岐阜新聞 映画部

いま、どこかで出会える作品たち

Meet somewhere

爆弾テロ容疑者にされた男の闘いの実話

2020年03月13日

リチャード・ジュエル

© 2019 VILLAGE ROADSHOW FILMS (BVI) LIMITED, WARNER BROS. ENTERTAINMENT INC. AND RATPAC-DUNE ENTERTAINMENT LLC

【出演】サム・ロックウェル、キャシー・ベイツ、ポール・ウォルター・ハウザー、オリビア・ワイルド、ジョン・ハム
【監督・製作】クリント・イーストウッド

誹謗中傷が飛び交うネット社会への警告

 テロは現在も進行形で侵攻し強行される。政治や民族や宗教が絡みあい、世界の各地で牙を剥く。ところが日本ではどこか他人事で、遠い場所で起きていることと、楽観しているところがある。映画ではかつて、IRAのテロリストが鮮烈な印象を残した。しかし、現実に起きている中東やイスラムの地で繰り返されている殺戮は、テロの正体さえ不確かにしているところがある。政府か?反政府か?反体制か?原理主義か?殺されるのは何ら無害な市民か?その陰にテロリストは潜んでいるのか…?

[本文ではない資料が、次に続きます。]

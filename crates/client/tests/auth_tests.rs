//! Integration tests for login, registration and session persistence

mod common;

use common::{client_for, forbid_refresh, init_tracing};
use serde_json::json;
use sessiongate_client::messages::{login_error_message, registration_error_messages};
use sessiongate_client::storage::MemoryStorage;
use sessiongate_client::{
    AuthClient, ClientError, LoginCredentials, RegistrationProfile, SessionStorage,
};
use wiremock::matchers::{body_json, method, path};
use wiremock::{Mock, MockServer, ResponseTemplate};

fn alice(password: &str) -> LoginCredentials {
    LoginCredentials {
        username: "alice".to_string(),
        password: password.to_string(),
    }
}

fn bob(password: &str, confirmation: &str) -> RegistrationProfile {
    RegistrationProfile {
        username: "bob".to_string(),
        email: "bob@example.com".to_string(),
        password: password.to_string(),
        password_confirmation: confirmation.to_string(),
    }
}

#[tokio::test]
async fn test_login_starts_persisted_session() {
    init_tracing();
    let mock_server = MockServer::start().await;

    Mock::given(method("POST"))
        .and(path("/auth/login/"))
        .and(body_json(json!({ "username": "alice", "password": "correct horse" })))
        .respond_with(ResponseTemplate::new(200).set_body_json(json!({
            "access": "A1",
            "refresh": "R1",
            "user": { "id": 7, "username": "alice", "email": "alice@example.com" },
        })))
        .expect(1)
        .mount(&mock_server)
        .await;

    let (client, storage) = client_for(&mock_server);
    assert!(!client.session().is_loading());

    client.login(&alice("correct horse")).await.unwrap();

    assert!(client.is_authenticated());
    let user = client.session().user().unwrap();
    assert_eq!(user.id, Some(7));
    assert_eq!(user.display_name(), "alice");

    // A fresh client over the same storage picks the session back up
    let restarted = AuthClient::builder()
        .base_url(mock_server.uri())
        .storage(storage.clone())
        .build()
        .unwrap();
    assert!(restarted.session().is_loading());
    assert!(!restarted.is_authenticated());
    assert!(restarted.restore_from_persistence());
    assert_eq!(restarted.session().snapshot(), client.session().snapshot());

    let raw = storage.raw().unwrap();
    let envelope: serde_json::Value = serde_json::from_str(&raw).unwrap();
    assert_eq!(envelope["version"], 0);
    assert_eq!(envelope["state"]["accessToken"], "A1");
    assert_eq!(envelope["state"]["refreshToken"], "R1");
    assert!(envelope["state"].get("isAuthenticated").is_none());
}

#[tokio::test]
async fn test_rejected_login_clears_session_without_refresh() {
    let mock_server = MockServer::start().await;
    forbid_refresh(&mock_server).await;

    Mock::given(method("POST"))
        .and(path("/auth/login/"))
        .respond_with(ResponseTemplate::new(401).set_body_json(json!({
            "detail": "No active account found with the given credentials",
        })))
        .expect(1)
        .mount(&mock_server)
        .await;

    let (client, storage) = client_for(&mock_server);
    client
        .session()
        .set_tokens(Some("A0".to_string()), Some("R0".to_string()));

    let error = client.login(&alice("wrong")).await.unwrap_err();
    match &error {
        ClientError::Validation(payload) => {
            assert_eq!(
                payload.detail.as_deref(),
                Some("No active account found with the given credentials")
            );
        }
        other => panic!("expected validation error, got {other:?}"),
    }
    assert_eq!(
        login_error_message(&error),
        "No active account found with the given credentials"
    );

    assert!(!client.is_authenticated());
    assert_eq!(client.session().refresh_token(), None);
    let persisted = storage.load().unwrap().unwrap();
    assert_eq!(persisted.access_token, None);
}

#[tokio::test]
async fn test_login_reports_non_field_errors() {
    let mock_server = MockServer::start().await;

    Mock::given(method("POST"))
        .and(path("/auth/login/"))
        .respond_with(ResponseTemplate::new(400).set_body_json(json!({
            "non_field_errors": ["Unable to log in with provided credentials."],
        })))
        .mount(&mock_server)
        .await;

    let (client, _storage) = client_for(&mock_server);

    let error = client.login(&alice("wrong")).await.unwrap_err();
    assert!(matches!(error, ClientError::Validation(_)));
    assert_eq!(
        login_error_message(&error),
        "Unable to log in with provided credentials."
    );
}

#[tokio::test]
async fn test_register_does_not_sign_in() {
    init_tracing();
    let mock_server = MockServer::start().await;

    Mock::given(method("POST"))
        .and(path("/auth/register/"))
        .and(body_json(json!({
            "username": "bob",
            "email": "bob@example.com",
            "password": "correct horse",
            "password_confirmation": "correct horse",
        })))
        .respond_with(
            ResponseTemplate::new(201).set_body_json(json!({ "id": 8, "username": "bob" })),
        )
        .expect(1)
        .mount(&mock_server)
        .await;

    let (client, storage) = client_for(&mock_server);

    client
        .register(&bob("correct horse", "correct horse"))
        .await
        .unwrap();

    assert!(!client.is_authenticated());
    assert_eq!(client.session().user(), None);
    assert_eq!(storage.raw(), None);
}

#[tokio::test]
async fn test_register_field_errors_leave_session_alone() {
    let mock_server = MockServer::start().await;

    Mock::given(method("POST"))
        .and(path("/auth/register/"))
        .respond_with(ResponseTemplate::new(400).set_body_json(json!({
            "username": ["A user with that username already exists."],
            "email": ["Enter a valid email address.", "This field must be unique."],
        })))
        .mount(&mock_server)
        .await;

    let (client, _storage) = client_for(&mock_server);
    client
        .session()
        .set_tokens(Some("A0".to_string()), Some("R0".to_string()));

    let error = client
        .register(&bob("correct horse", "correct horse"))
        .await
        .unwrap_err();
    assert!(matches!(error, ClientError::Validation(_)));

    let messages = registration_error_messages(&error);
    assert_eq!(
        messages["username"],
        "A user with that username already exists."
    );
    assert_eq!(
        messages["email"],
        "Enter a valid email address. This field must be unique."
    );

    assert_eq!(client.session().access_token().as_deref(), Some("A0"));
}

#[tokio::test]
async fn test_register_checks_passwords_before_sending() {
    let mock_server = MockServer::start().await;

    Mock::given(method("POST"))
        .and(path("/auth/register/"))
        .respond_with(ResponseTemplate::new(201))
        .expect(0)
        .mount(&mock_server)
        .await;

    let client = AuthClient::builder()
        .base_url(mock_server.uri())
        .storage(MemoryStorage::new())
        .build()
        .unwrap();

    let error = client
        .register(&bob("correct horse", "correct hose"))
        .await
        .unwrap_err();
    let messages = registration_error_messages(&error);
    assert_eq!(messages["password_confirmation"], "Passwords do not match.");

    let error = client.register(&bob("short", "short")).await.unwrap_err();
    let messages = registration_error_messages(&error);
    assert_eq!(
        messages["password"],
        "Password must be at least 8 characters long."
    );
}

#[tokio::test]
async fn test_logout_clears_persisted_session() {
    let mock_server = MockServer::start().await;
    let (client, storage) = common::signed_in_client(&mock_server);

    client.logout();
    client.logout();

    assert!(!client.is_authenticated());
    assert_eq!(client.session().refresh_token(), None);
    let persisted = storage.load().unwrap().unwrap();
    assert_eq!(persisted.refresh_token, None);
    assert_eq!(persisted.user, None);
}
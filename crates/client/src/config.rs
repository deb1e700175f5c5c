//! Client configuration

use serde::{Deserialize, Serialize};
use std::time::Duration;

/// Static defaults shared by the client and its front ends
pub struct AuthDefaults;

impl AuthDefaults {
    /// Base URL of the auth API
    pub const BASE_URL: &'static str = "http://127.0.0.1:8000/api";

    /// Per-call network timeout in milliseconds
    pub const TIMEOUT_MS: u64 = 10_000;

    /// Name of the persisted session record
    pub const STORAGE_KEY: &'static str = "auth-storage";

    /// Minimum password length accepted at registration
    pub const MIN_PASSWORD_LENGTH: usize = 8;

    pub const USER_AGENT: &'static str = concat!("sessiongate/", env!("CARGO_PKG_VERSION"));
}

/// Paths of the auth endpoints, relative to the base URL
#[derive(Debug, Clone, PartialEq, Eq, Serialize, Deserialize)]
#[serde(default)]
pub struct EndpointConfig {
    pub login: String,
    pub register: String,
    pub refresh: String,
}

impl Default for EndpointConfig {
    fn default() -> Self {
        Self {
            login: "/auth/login/".to_string(),
            register: "/auth/register/".to_string(),
            refresh: "/auth/login/refresh/".to_string(),
        }
    }
}

impl EndpointConfig {
    /// Whether an authorization failure on `path` must never start a refresh.
    ///
    /// Login and refresh are exempt, otherwise a rejected refresh token would
    /// loop forever.
    pub fn is_refresh_exempt(&self, path: &str) -> bool {
        let target = normalize_path(path);
        target == normalize_path(&self.login) || target == normalize_path(&self.refresh)
    }
}

fn normalize_path(path: &str) -> &str {
    let path = path.split(['?', '#']).next().unwrap_or_default();
    path.trim_matches('/')
}

/// Client configuration
#[derive(Debug, Clone, PartialEq, Eq, Serialize, Deserialize)]
#[serde(default)]
pub struct ClientConfig {
    /// API base URL, e.g. `http://127.0.0.1:8000/api`
    pub base_url: String,

    /// Per-call timeout in milliseconds. Ignored on wasm32.
    pub timeout_ms: u64,

    /// User agent sent with every request
    pub user_agent: Option<String>,

    pub endpoints: EndpointConfig,

    /// Name of the persisted session record
    pub storage_key: String,
}

impl Default for ClientConfig {
    fn default() -> Self {
        Self {
            base_url: AuthDefaults::BASE_URL.to_string(),
            timeout_ms: AuthDefaults::TIMEOUT_MS,
            user_agent: None,
            endpoints: EndpointConfig::default(),
            storage_key: AuthDefaults::STORAGE_KEY.to_string(),
        }
    }
}

impl ClientConfig {
    pub const fn timeout(&self) -> Duration {
        Duration::from_millis(self.timeout_ms)
    }
}
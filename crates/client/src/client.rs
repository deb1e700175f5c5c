//! Session-aware API client

use crate::config::{ClientConfig, EndpointConfig};
use crate::dispatcher::{ApiRequest, ApiResponse, Dispatcher};
use crate::error::ClientError;
use crate::refresh::RefreshCoordinator;
use crate::storage::SessionStorage;
use crate::store::SessionStore;
use reqwest::{Method, RequestBuilder};
use serde::{Serialize, de::DeserializeOwned};
use std::sync::Arc;
use std::time::Duration;

struct ClientInner {
    config: ClientConfig,
    store: SessionStore,
    dispatcher: Dispatcher,
    coordinator: RefreshCoordinator,
}

/// API client that owns a session and refreshes it transparently.
///
/// Cloning is cheap; clones share the session and the refresh cycle.
#[derive(Clone)]
pub struct AuthClient {
    inner: Arc<ClientInner>,
}

impl AuthClient {
    /// Create a new client with default configuration and in-memory storage
    pub fn new(base_url: impl Into<String>) -> Result<Self, ClientError> {
        Self::builder().base_url(base_url).build()
    }

    /// Create a new client builder
    pub fn builder() -> AuthClientBuilder {
        AuthClientBuilder::default()
    }

    pub fn config(&self) -> &ClientConfig {
        &self.inner.config
    }

    /// Get the base URL
    pub fn base_url(&self) -> &str {
        self.inner.dispatcher.base_url()
    }

    /// The session this client reads credentials from
    pub fn session(&self) -> &SessionStore {
        &self.inner.store
    }

    pub fn is_authenticated(&self) -> bool {
        self.inner.store.is_authenticated()
    }

    /// Whether a refresh exchange is currently in flight
    pub fn is_refreshing(&self) -> bool {
        self.inner.coordinator.is_refreshing()
    }

    /// Number of calls parked behind the in-flight refresh
    pub fn queued_requests(&self) -> usize {
        self.inner.coordinator.queued()
    }

    /// Load the persisted session; see [`SessionStore::restore_from_persistence`]
    pub fn restore_from_persistence(&self) -> bool {
        self.inner.store.restore_from_persistence()
    }

    /// Clear the session
    pub fn logout(&self) {
        self.inner.store.logout();
    }

    /// Create a request builder with the current credential attached.
    ///
    /// Calls sent this way bypass refresh handling.
    pub fn request(&self, method: Method, path: &str) -> RequestBuilder {
        self.inner.dispatcher.request(method, path)
    }

    /// Send a request, refreshing the session once if its token was rejected
    pub async fn send(&self, request: ApiRequest) -> Result<ApiResponse, ClientError> {
        self.inner
            .coordinator
            .execute(&self.inner.dispatcher, request)
            .await
    }

    /// Send a request and decode the JSON response
    pub async fn execute<T: DeserializeOwned>(&self, request: ApiRequest) -> Result<T, ClientError> {
        self.send(request).await?.json()
    }

    pub async fn get<T: DeserializeOwned>(&self, path: &str) -> Result<T, ClientError> {
        self.execute(ApiRequest::get(path)).await
    }

    pub async fn post<B, T>(&self, path: &str, body: &B) -> Result<T, ClientError>
    where
        B: Serialize + ?Sized,
        T: DeserializeOwned,
    {
        self.execute(ApiRequest::post(path).json(body)?).await
    }

    pub async fn delete(&self, path: &str) -> Result<(), ClientError> {
        self.send(ApiRequest::delete(path)).await.map(|_| ())
    }
}

/// Builder for [`AuthClient`]
#[derive(Default)]
pub struct AuthClientBuilder {
    config: Option<ClientConfig>,
    base_url: Option<String>,
    timeout: Option<Duration>,
    user_agent: Option<String>,
    endpoints: Option<EndpointConfig>,
    store: Option<SessionStore>,
}

impl AuthClientBuilder {
    /// Start from a full configuration; later setters override it
    pub fn config(mut self, config: ClientConfig) -> Self {
        self.config = Some(config);
        self
    }

    /// Set the base URL
    pub fn base_url(mut self, url: impl Into<String>) -> Self {
        self.base_url = Some(url.into());
        self
    }

    /// Set the per-call timeout
    pub fn timeout(mut self, timeout: Duration) -> Self {
        self.timeout = Some(timeout);
        self
    }

    /// Set the user agent
    pub fn user_agent(mut self, agent: impl Into<String>) -> Self {
        self.user_agent = Some(agent.into());
        self
    }

    pub fn endpoints(mut self, endpoints: EndpointConfig) -> Self {
        self.endpoints = Some(endpoints);
        self
    }

    /// Persist the session to `storage`
    pub fn storage(self, storage: impl SessionStorage + 'static) -> Self {
        self.store(SessionStore::new(storage))
    }

    /// Share an existing session store
    pub fn store(mut self, store: SessionStore) -> Self {
        self.store = Some(store);
        self
    }

    /// Build the client
    pub fn build(self) -> Result<AuthClient, ClientError> {
        let has_config = self.config.is_some();
        let mut config = self.config.unwrap_or_default();

        match self.base_url {
            Some(base_url) => config.base_url = base_url,
            None if !has_config => {
                return Err(ClientError::Configuration("base_url is required".into()));
            }
            None => {}
        }
        if let Some(timeout) = self.timeout {
            config.timeout_ms = u64::try_from(timeout.as_millis()).unwrap_or(u64::MAX);
        }
        if let Some(user_agent) = self.user_agent {
            config.user_agent = Some(user_agent);
        }
        if let Some(endpoints) = self.endpoints {
            config.endpoints = endpoints;
        }

        let store = self.store.unwrap_or_default();
        let dispatcher = Dispatcher::new(&config, store.clone())?;
        let coordinator = RefreshCoordinator::new(config.endpoints.clone());

        Ok(AuthClient {
            inner: Arc::new(ClientInner {
                config,
                store,
                dispatcher,
                coordinator,
            }),
        })
    }
}
//! Client error types

use serde_json::Value;
use std::collections::BTreeMap;
use std::fmt;
use thiserror::Error;

/// Structured error body returned by the auth API.
///
/// The API reports failures either as a single `detail` string, as a
/// `non_field_errors` list, or as a mapping of field name to one or more
/// messages. All three shapes are normalised into this type so callers can
/// render field-specific messages.
#[derive(Debug, Clone, Default, PartialEq, Eq)]
pub struct ErrorPayload {
    pub detail: Option<String>,
    pub non_field_errors: Vec<String>,
    pub fields: BTreeMap<String, Vec<String>>,
}

impl ErrorPayload {
    /// Parse a response body. Non-JSON bodies become the `detail` message.
    pub fn parse(body: &str) -> Self {
        match serde_json::from_str::<Value>(body) {
            Ok(Value::Object(map)) => Self::from_object(map),
            Ok(Value::String(message)) => Self::with_detail(message),
            _ => {
                let trimmed = body.trim();
                if trimmed.is_empty() {
                    Self::default()
                } else {
                    Self::with_detail(trimmed)
                }
            }
        }
    }

    /// Payload carrying only a `detail` message
    pub fn with_detail(detail: impl Into<String>) -> Self {
        Self {
            detail: Some(detail.into()),
            ..Self::default()
        }
    }

    /// Add a message for a named field
    pub fn field_error(mut self, field: impl Into<String>, message: impl Into<String>) -> Self {
        self.fields
            .entry(field.into())
            .or_default()
            .push(message.into());
        self
    }

    /// Messages reported for a single field
    pub fn field(&self, name: &str) -> Option<&[String]> {
        self.fields.get(name).map(Vec::as_slice)
    }

    pub fn is_empty(&self) -> bool {
        self.detail.is_none() && self.non_field_errors.is_empty() && self.fields.is_empty()
    }

    fn from_object(map: serde_json::Map<String, Value>) -> Self {
        let mut payload = Self::default();
        for (key, value) in map {
            let messages = collect_messages(value);
            match key.as_str() {
                "detail" => payload.detail = messages.into_iter().next(),
                "non_field_errors" => payload.non_field_errors = messages,
                _ => {
                    payload.fields.insert(key, messages);
                }
            }
        }
        payload
    }
}

fn collect_messages(value: Value) -> Vec<String> {
    match value {
        Value::Null => Vec::new(),
        Value::String(message) => vec![message],
        Value::Array(items) => items.into_iter().flat_map(collect_messages).collect(),
        other => vec![other.to_string()],
    }
}

impl fmt::Display for ErrorPayload {
    fn fmt(&self, f: &mut fmt::Formatter<'_>) -> fmt::Result {
        if let Some(detail) = &self.detail {
            return f.write_str(detail);
        }
        if let Some(first) = self.non_field_errors.first() {
            return f.write_str(first);
        }
        if self.fields.is_empty() {
            return f.write_str("no details");
        }
        let rendered: Vec<String> = self
            .fields
            .iter()
            .map(|(field, messages)| format!("{field}: {}", messages.join(" ")))
            .collect();
        f.write_str(&rendered.join("; "))
    }
}

/// Why a refresh exchange failed.
///
/// Cloneable so the same failure can be handed to every request that was
/// queued behind the refresh.
#[derive(Debug, Clone, PartialEq, Eq)]
pub struct RefreshFailure {
    /// HTTP status of the refresh response, absent for transport failures
    pub status: Option<u16>,
    pub payload: ErrorPayload,
}

impl RefreshFailure {
    pub(crate) fn from_error(error: &ClientError) -> Self {
        Self {
            status: error.status(),
            payload: error
                .payload()
                .cloned()
                .unwrap_or_else(|| ErrorPayload::with_detail(error.to_string())),
        }
    }

    pub(crate) fn abandoned() -> Self {
        Self {
            status: None,
            payload: ErrorPayload::with_detail("refresh was abandoned before it completed"),
        }
    }
}

impl fmt::Display for RefreshFailure {
    fn fmt(&self, f: &mut fmt::Formatter<'_>) -> fmt::Result {
        match self.status {
            Some(status) => write!(f, "refresh rejected with status {status}: {}", self.payload),
            None => write!(f, "{}", self.payload),
        }
    }
}

/// Client error types
#[derive(Debug, Error)]
pub enum ClientError {
    /// Network or request error
    #[error("Request failed: {0}")]
    Request(#[source] reqwest::Error),

    /// The per-call network timeout elapsed
    #[error("Request timed out: {0}")]
    Timeout(#[source] reqwest::Error),

    /// Credential missing, invalid or expired (401)
    #[error("Authentication failed: {0}")]
    AuthenticationFailed(ErrorPayload),

    /// Structured field validation failure from login or registration
    #[error("Validation failed: {0}")]
    Validation(ErrorPayload),

    /// Bad request
    #[error("Bad request: {0}")]
    BadRequest(ErrorPayload),

    /// Forbidden
    #[error("Forbidden: {0}")]
    Forbidden(ErrorPayload),

    /// Resource not found
    #[error("Resource not found: {0}")]
    NotFound(ErrorPayload),

    /// Server returned an error status
    #[error("Server error {status}: {payload}")]
    ServerError { status: u16, payload: ErrorPayload },

    /// The refresh exchange failed and the session was cleared
    #[error("Session refresh failed: {0}")]
    RefreshExhausted(RefreshFailure),

    /// Serialization/deserialization error
    #[error("Serialization error: {0}")]
    Serialization(#[from] serde_json::Error),

    /// Invalid configuration
    #[error("Invalid configuration: {0}")]
    Configuration(String),
}

impl From<reqwest::Error> for ClientError {
    fn from(error: reqwest::Error) -> Self {
        if error.is_timeout() {
            Self::Timeout(error)
        } else {
            Self::Request(error)
        }
    }
}

impl ClientError {
    /// Create error from HTTP status code and raw response body
    pub fn from_status(status: reqwest::StatusCode, body: &str) -> Self {
        let payload = ErrorPayload::parse(body);
        match status.as_u16() {
            400 => Self::BadRequest(payload),
            401 => Self::AuthenticationFailed(payload),
            403 => Self::Forbidden(payload),
            404 => Self::NotFound(payload),
            code => Self::ServerError {
                status: code,
                payload,
            },
        }
    }

    /// Whether this error means the access credential was rejected
    pub const fn is_credential_error(&self) -> bool {
        matches!(self, Self::AuthenticationFailed(_))
    }

    /// HTTP status associated with the error, if any
    pub fn status(&self) -> Option<u16> {
        match self {
            Self::AuthenticationFailed(_) => Some(401),
            Self::BadRequest(_) => Some(400),
            Self::Forbidden(_) => Some(403),
            Self::NotFound(_) => Some(404),
            Self::ServerError { status, .. } => Some(*status),
            Self::RefreshExhausted(failure) => failure.status,
            Self::Request(error) | Self::Timeout(error) => error.status().map(|s| s.as_u16()),
            Self::Validation(_) | Self::Serialization(_) | Self::Configuration(_) => None,
        }
    }

    /// Structured error payload, if the server supplied one
    pub const fn payload(&self) -> Option<&ErrorPayload> {
        match self {
            Self::AuthenticationFailed(payload)
            | Self::Validation(payload)
            | Self::BadRequest(payload)
            | Self::Forbidden(payload)
            | Self::NotFound(payload)
            | Self::ServerError { payload, .. } => Some(payload),
            Self::RefreshExhausted(failure) => Some(&failure.payload),
            Self::Request(_) | Self::Timeout(_) | Self::Serialization(_) | Self::Configuration(_) => {
                None
            }
        }
    }

    /// Re-signal a login or registration rejection as a validation failure
    pub(crate) fn into_validation(self) -> Self {
        match self {
            Self::BadRequest(payload) | Self::AuthenticationFailed(payload) => {
                Self::Validation(payload)
            }
            other => other,
        }
    }
}
//! User-friendly error message mappings

use crate::error::ClientError;
use std::collections::BTreeMap;

pub const LOGIN_FALLBACK: &str = "Login failed. Please check your credentials.";
pub const REGISTRATION_FALLBACK: &str = "Registration failed. Please try again.";

/// Key used for messages that belong to no particular field
pub const GENERAL_KEY: &str = "general";

/// Single banner message for a failed login
pub fn login_error_message(error: &ClientError) -> String {
    error
        .payload()
        .and_then(|payload| {
            payload
                .detail
                .clone()
                .or_else(|| payload.non_field_errors.first().cloned())
        })
        .unwrap_or_else(|| LOGIN_FALLBACK.to_string())
}

/// Per-field messages for a failed registration.
///
/// Lists of messages are joined with spaces. A bare `detail` is reported
/// under [`GENERAL_KEY`].
pub fn registration_error_messages(error: &ClientError) -> BTreeMap<String, String> {
    let mut messages = BTreeMap::new();

    if let Some(payload) = error.payload() {
        for (field, list) in &payload.fields {
            messages.insert(field.clone(), list.join(" "));
        }
        if !payload.non_field_errors.is_empty() {
            messages.insert(
                "non_field_errors".to_string(),
                payload.non_field_errors.join(" "),
            );
        }
        if messages.is_empty() {
            if let Some(detail) = &payload.detail {
                messages.insert(GENERAL_KEY.to_string(), detail.clone());
            }
        }
    }

    if messages.is_empty() {
        messages.insert(GENERAL_KEY.to_string(), REGISTRATION_FALLBACK.to_string());
    }
    messages
}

 『リチャード・ジュエル』は1996年、アトランタ・オリンピック開催中に起きた爆弾テロ事件を材にしている。20年以上前の事件の記憶は稀薄であり、その事件の陰にあったもうひとつのテロに至っては、知らなかったこと、と懺悔しなければならない。

 警備員のリチャード・ジュエルは人一倍の使命感と誇りを持ち、その日もオリンピックのイベントで賑わうアトランタのセンテルニア公園で、巡回警備の仕事についていた。そして、ベンチの下に置かれた不審なバッグを発見する。中身が爆弾であることが判り、張り詰めた緊張感の中、ジュエルは人々の避難を誘導するのだが、爆発は起きてしまう。

 FBIを中心に事件の捜査が始まる。それに追随してマスコミも動きだす。そして、容疑者にピックアップされたのはジュエルだった。捜査初期の情報は地元新聞の女性記者にリークされる。それはスクープとなり、他の新聞やテレビ局もたちまち容疑者に群がる。さらに、実名報道されたことで報道は過熱し、捜査も容疑者確定のための実力行使に乗りだす。

 ジュエルの人物像は平凡なという括りではない。度を越すミリタリーマニアで、官吏になれなかった挫折やコンプレックスも曝け出す。それは、プライバシーを剥ぎ取るメディアの暴力と同意である。もうひとつのテロは、傍観者が加害者となり、標的となる無実の被害者を作り出してしまうことである。

 イーストウッド、もうすぐ90歳!衰え知らず。

語り手:覗き見猫

映画にはまって40数年。近頃、めっきり視力が衰えてきましたが、字幕を追う集中力はまだまだ大丈夫です。好きなジャンルは? 人間ドラマ…面白くない半端な回答…甘い青春映画も大好きです。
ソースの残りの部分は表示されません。